# Whats A Brantii Piranha? Are They Rare?



## Sylar_92 (Dec 15, 2010)

I recently got a reply from a Kijiji ad i posted, the person wishes to offer me a brantii piranha but hasn't mentioned the size, condition or e-mailed me any photos. I currenlty have 2 juvenile black rhoms now in their own tanks. I just wanted to know if you think I should grab it. the tank I have down in my basement is a 70 which I got by trading a few things.


----------



## Tensa (Jul 28, 2008)

post pics to be sure. a lot of people sell dents as brandtii. if its real snag it if not walk away. if you get a picture we can help pretty quickly. they are easy to ID.


----------



## THE BLACK PIRANHA (Dec 8, 2003)

Yes post pics as soon as you can if its the real deal snatch it the are aextremely hard to find. I had one back about 5 years ago and sold it to a freind for dirt cheap. Havent had a chance to buy another. How much is he wanting for it also.


----------



## Sylar_92 (Dec 15, 2010)

THE BLACK PIRANHA said:


> Yes post pics as soon as you can if its the real deal snatch it the are aextremely hard to find. I had one back about 5 years ago and sold it to a freind for dirt cheap. Havent had a chance to buy another. How much is he wanting for it also.


He hasn't said yet but has mentioned he got it for cheap from a friend few years back and it is now 6 inches.

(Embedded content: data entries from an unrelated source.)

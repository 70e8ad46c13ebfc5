//! Log streaming.
//!
//! Copies the follow-mode log stream of a workload's running pod into a
//! caller-supplied sink.

use crate::error::ExecutorError;
use crate::readiness::ReadinessPoller;
use cluster_client::{ClusterClientTrait, ClusterError, LogOptions};
use futures::TryStreamExt;
use std::sync::Arc;
use tokio::io::{AsyncWrite, AsyncWriteExt};
use tracing::{debug, info};

/// Streams the logs of a workload's running pod.
pub struct LogStreamer {
    client: Arc<dyn ClusterClientTrait>,
    namespace: String,
    pods: ReadinessPoller,
}

impl LogStreamer {
    /// Creates a streamer that resolves pods through `pods`.
    pub fn new(
        client: Arc<dyn ClusterClientTrait>,
        namespace: impl Into<String>,
        pods: ReadinessPoller,
    ) -> Self {
        Self {
            client,
            namespace: namespace.into(),
            pods,
        }
    }

    /// Copies the running pod's log output into `sink` until the stream ends.
    ///
    /// Fails with `ExecutorError::NoRunningPod` before opening any stream
    /// when no pod of `name` is running. Returns the number of bytes written.
    pub async fn stream_logs<W>(&self, name: &str, sink: &mut W) -> Result<u64, ExecutorError>
    where
        W: AsyncWrite + Unpin + Send,
    {
        runtime_spec::require_name(name)?;

        let pod = self
            .pods
            .find_running_pod(name)
            .await?
            .ok_or_else(|| ExecutorError::NoRunningPod(name.to_string()))?;
        let pod_name = pod.metadata.name.clone().unwrap_or_default();

        // Logs of the first container; it is the only one the deployer creates
        let container = pod
            .spec
            .as_ref()
            .and_then(|spec| spec.containers.first())
            .map(|c| c.name.clone());

        info!("Streaming logs from pod {}/{}", self.namespace, pod_name);

        let options = LogOptions {
            container,
            follow: true,
        };
        let mut stream = self
            .client
            .stream_logs(&self.namespace, &pod_name, &options)
            .await?;

        let mut copied = 0u64;
        while let Some(chunk) = stream
            .try_next()
            .await
            .map_err(|e| ClusterError::Stream(e.to_string()))?
        {
            sink.write_all(&chunk).await?;
            copied += chunk.len() as u64;
        }
        sink.flush().await?;

        debug!("Log stream for pod {} ended after {} bytes", pod_name, copied);
        Ok(copied)
    }
}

He told me to make a deal with him first then he'll send me the pics.


----------



## Tensa (Jul 28, 2008)

tell him name a price he considers reasonable and then you can work from there. because right now you are not even sure its a real brandtii


----------



## FEEFA (Nov 19, 2007)

Tell him to show you the fish first, you're not going to negotiate on something you havnt seen yet


----------



## Sylar_92 (Dec 15, 2010)

FEEFA said:


> Tell him to show you the fish first, you're not going to negotiate on something you havnt seen yet


alright, If he refuses I'll just walk.


----------



## Dolphinswin (Jun 26, 2010)

FEEFA said:


> Tell him to show you the fish first, you're not going to negotiate on something you havnt seen yet


agree. Tell that fool you need a pic so you can confirm serrasalmus brandti


----------



## THE BLACK PIRANHA (Dec 8, 2003)

Dolphinswin said:


> Tell him to show you the fish first, you're not going to negotiate on something you havnt seen yet


agree. Tell that fool you need a pic so you can confirm serrasalmus brandti
[/quote]

Hey DW you missed an i at the end Brandtii


----------



## CLUSTER ONE (Aug 2, 2006)

Brantii are farily rare. A few years ago that size would get 150-200$. Now it is probably worth 100-150$ assumign good health. Like said get pics and post them here as brandtii are not common and i've also seen dents called brandtii. I'd offer 50-75$ to start. Before going any higher I'd want pics to be sure it is a brandtii and not a mis ID


----------



## Guest (Jan 13, 2011)

I just sold a Brandtii to a guy in Toronto 2 weeks ago! So I am interested to see pictures........


----------



## Dolphinswin (Jun 26, 2010)

ksls said:


> I just sold a Brandtii to a guy in Toronto 2 weeks ago! So I am interested to see pictures........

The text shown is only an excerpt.